Comparison of the average (I, M, P, T) factor scores of Isness-D to Isness-C25 and previously published research studies that have employed the MEQ30 (Bar ’1874, Carb ’1877, Griff ’1114, Grif ’1679, Grif ’1875, Lie ’1778, Nich ’1876, Vlis ’1881, and Isness-C25). (A) shows the average factor scores for the studies that were statistically distinguishable from Isness-D (p < 0.05). (B) shows studies that were statistically indistinguishable from Isness-D on at least 2 factors (p > 0.05), where the blue lines indicate a study with two factor scores indistinguishable from Isness-D, and the red lines indicate a study with three or four factor scores indistinguishable from Isness-D. The area highlighted in pink shows the approximate region within which a factor score was determined to be indistinguishable at a 5% confidence level. (C) shows the distribution of the four factor scores of the MEQ30 results of Isness-D.

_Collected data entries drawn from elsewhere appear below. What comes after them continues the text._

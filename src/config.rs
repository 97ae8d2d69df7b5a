//! Driver configuration, as delivered by the device's configuration store.
//!
//! Nothing here is validated beyond what is needed to pick a transport.

use serde::Deserialize;

use crate::tcp;

/// Where the inverter is reachable.
#[derive(Debug, Clone, PartialEq, Eq, Deserialize)]
#[serde(tag = "kind", rename_all = "lowercase")]
pub enum TransportConfig {
    /// RS485 multidrop line.
    Serial {
        /// Serial device, e.g. `/dev/ttyUSB0`.
        port: String,
        #[serde(default = "default_baud_rate")]
        baud_rate: u32,
    },
    /// Modbus TCP endpoint.
    Network {
        host: String,
        #[serde(default = "default_tcp_port")]
        port: u16,
    },
}

#[derive(Debug, Clone, PartialEq, Eq, Deserialize)]
pub struct DriverConfig {
    /// Index into [`PROFILES`](crate::profile::PROFILES).
    #[serde(default)]
    pub profile_index: usize,
    /// Modbus unit id. Defaults to 1 on serial lines and 255 over TCP.
    #[serde(default)]
    pub unit_id: Option<u8>,
    #[serde(default = "default_poll_interval_ms")]
    pub poll_interval_ms: u32,
    pub transport: TransportConfig,
}

pub const DEFAULT_BAUD_RATE: u32 = 9600;
pub const DEFAULT_SERIAL_UNIT_ID: u8 = 1;
pub const DEFAULT_POLL_INTERVAL_MS: u32 = 1000;

fn default_baud_rate() -> u32 {
    DEFAULT_BAUD_RATE
}

fn default_tcp_port() -> u16 {
    tcp::DEFAULT_PORT
}

fn default_poll_interval_ms() -> u32 {
    DEFAULT_POLL_INTERVAL_MS
}

impl DriverConfig {
    pub fn serial(port: impl Into<String>, baud_rate: u32) -> Self {
        Self {
            profile_index: 0,
            unit_id: None,
            poll_interval_ms: DEFAULT_POLL_INTERVAL_MS,
            transport: TransportConfig::Serial {
                port: port.into(),
                baud_rate,
            },
        }
    }

    pub fn network(host: impl Into<String>, port: u16) -> Self {
        Self {
            profile_index: 0,
            unit_id: None,
            poll_interval_ms: DEFAULT_POLL_INTERVAL_MS,
            transport: TransportConfig::Network {
                host: host.into(),
                port,
            },
        }
    }

    pub fn with_profile(mut self, profile_index: usize) -> Self {
        self.profile_index = profile_index;
        self
    }

    pub fn with_unit_id(mut self, unit_id: u8) -> Self {
        self.unit_id = Some(unit_id);
        self
    }

    pub fn with_poll_interval_ms(mut self, poll_interval_ms: u32) -> Self {
        self.poll_interval_ms = poll_interval_ms;
        self
    }

    /// The configured unit id, or the usual one for the transport kind.
    pub fn effective_unit_id(&self) -> u8 {
        self.unit_id.unwrap_or(match self.transport {
            TransportConfig::Serial { .. } => DEFAULT_SERIAL_UNIT_ID,
            TransportConfig::Network { .. } => tcp::DEFAULT_UNIT_ID,
        })
    }

    pub fn transport_kind(&self) -> &'static str {
        match self.transport {
            TransportConfig::Serial { .. } => "RTU",
            TransportConfig::Network { .. } => "TCP",
        }
    }
}

#[cfg(test)]
mod tests {
    use super::*;

    #[test]
    fn unit_id_defaults_follow_transport() {
        assert_eq!(DriverConfig::serial("/dev/ttyUSB0", 9600).effective_unit_id(), 1);
        assert_eq!(DriverConfig::network("192.168.1.50", 502).effective_unit_id(), 255);
        assert_eq!(
            DriverConfig::network("192.168.1.50", 502)
                .with_unit_id(3)
                .effective_unit_id(),
            3
        );
    }

    #[test]
    fn builder_overrides() {
        let config = DriverConfig::serial("/dev/ttyAMA0", 19200)
            .with_profile(1)
            .with_poll_interval_ms(2500);
        assert_eq!(config.profile_index, 1);
        assert_eq!(config.poll_interval_ms, 2500);
        assert_eq!(config.transport_kind(), "RTU");
    }
}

Griffiths and co-workers identify an MEQ30 respondent as having had a ‘complete MTE’ when each of the I, M, P, T factor scores are ≥ 60% of the maximum22. In general, the fraction of participants reporting a complete MTE is proportional to the YD dose. Barrett and Griffiths82 reported a meta-analysis of high dose (30 mg/70 kg) psilocybin studies in 119 healthy volunteers13,14,75, and observed that 57% of participants had ‘complete’ MTEs. Our analysis shows that 29% of Isness-D participants had a complete MTE, compared to the previous value of 44% for Isness-C.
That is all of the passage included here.